→ **What is needed**:
Your answer should repeat every line of the records below in which the word "type" appears.

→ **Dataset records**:

=== Section Start ===

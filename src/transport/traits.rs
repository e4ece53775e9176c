//! Trait abstractions for the tree overlay.
//!
//! The protocol core only needs to address nodes, know its place in the
//! tree and hand a message to the overlay. Enumeration, delivery and
//! encoding belong to the implementation behind [`Transport`].

use crate::protocol::messages::Message;
use async_trait::async_trait;
use serde::{Deserialize, Serialize};
use std::fmt;
use thiserror::Error;

/// Position of a participant in the overlay tree.
#[derive(Debug, Clone, Copy, PartialEq, Eq, Hash, PartialOrd, Ord, Serialize, Deserialize)]
pub struct NodeId(pub usize);

impl fmt::Display for NodeId {
    fn fmt(&self, f: &mut fmt::Formatter<'_>) -> fmt::Result {
        write!(f, "node-{}", self.0)
    }
}

/// Result type for overlay operations.
pub type TransportResult<T> = Result<T, TransportError>;

/// Overlay errors.
#[derive(Debug, Error, Clone, PartialEq, Eq)]
pub enum TransportError {
    #[error("Unknown destination {0}")]
    UnknownNode(NodeId),

    #[error("{0} is no longer receiving")]
    Closed(NodeId),

    #[error("Message codec failed: {0}")]
    Codec(String),
}

/// Tree overlay seen from one participant.
///
/// Children are returned in a stable order; the protocol uses a child's
/// position in that list as its telecom index.
#[async_trait]
pub trait Transport: Send + Sync {
    /// This participant's id.
    fn node_id(&self) -> NodeId;

    fn is_root(&self) -> bool;

    /// `None` at the root.
    fn parent(&self) -> Option<NodeId>;

    fn children(&self) -> Vec<NodeId>;

    /// Deliver `message` to `to`.
    async fn send(&self, to: NodeId, message: Message) -> TransportResult<()>;
}
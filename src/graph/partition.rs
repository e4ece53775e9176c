//! Split a whole identifier graph into per-telecom subgraphs.
//!
//! Telecom `i` sees every node it owns plus the foreign endpoint of each
//! edge touching one of its nodes. Edges between two foreign nodes are
//! invisible to it.

use super::subgraph::{LocalSubgraph, OwnerPair};

/// Partition `edges` among `telecoms` telecoms by endpoint owner.
///
/// `nodes` lists isolated identifiers too, so they still exist at their
/// owner. Nodes or edge endpoints whose owner is out of range are only
/// visible from the in-range side.
pub fn split_by_owner(
    telecoms: usize,
    nodes: &[OwnerPair],
    edges: &[(OwnerPair, OwnerPair)],
) -> Vec<LocalSubgraph> {
    let mut parts: Vec<LocalSubgraph> = (0..telecoms).map(|_| LocalSubgraph::default()).collect();

    for node in nodes {
        if let Some(part) = parts.get_mut(node.owner) {
            part.add_node(node.clone());
        }
    }

    for (a, b) in edges {
        for owner in [a.owner, b.owner] {
            let Some(part) = parts.get_mut(owner) else {
                continue;
            };
            part.add_node(a.clone());
            part.add_node(b.clone());
            if !part.contains_edge(a, b) {
                part.add_edge(a, b);
            }
            if a.owner == b.owner {
                break;
            }
        }
    }

    parts
}

#[cfg(test)]
mod tests {
    use super::*;

    #[test]
    fn test_split_chain() {
        let a = OwnerPair::new("A", 0);
        let b = OwnerPair::new("B", 1);
        let c = OwnerPair::new("C", 2);
        let parts = split_by_owner(
            3,
            &[a.clone(), b.clone(), c.clone()],
            &[(a.clone(), b.clone()), (b.clone(), c.clone())],
        );

        assert_eq!(parts.len(), 3);
        assert!(parts[0].contains_edge(&a, &b));
        assert!(!parts[0].contains_node(&c));
        assert_eq!(parts[1].edge_count(), 2);
        assert!(parts[2].contains_edge(&c, &b));
        assert!(!parts[2].contains_node(&a));
    }

    #[test]
    fn test_same_owner_edge_added_once() {
        let a = OwnerPair::new("A", 0);
        let b = OwnerPair::new("B", 0);
        let parts = split_by_owner(1, &[], &[(a.clone(), b.clone()), (b.clone(), a.clone())]);

        assert_eq!(parts[0].edge_count(), 1);
        assert_eq!(parts[0].neighbors(&a), &[b]);
    }

    #[test]
    fn test_isolated_node_kept() {
        let lone = OwnerPair::new("L", 1);
        let parts = split_by_owner(2, &[lone.clone()], &[]);
        assert!(parts[1].contains_node(&lone));
        assert_eq!(parts[0].node_count(), 0);
    }

    #[test]
    fn test_out_of_range_owner_ignored() {
        let a = OwnerPair::new("A", 0);
        let far = OwnerPair::new("F", 7);
        let parts = split_by_owner(1, &[far.clone()], &[(a.clone(), far.clone())]);
        assert!(parts[0].contains_edge(&a, &far));
    }
}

=== Section End ===

→ **Solution for this task**:
/// Result type for overlay operations.
pub type TransportResult<T> = Result<T, TransportError>;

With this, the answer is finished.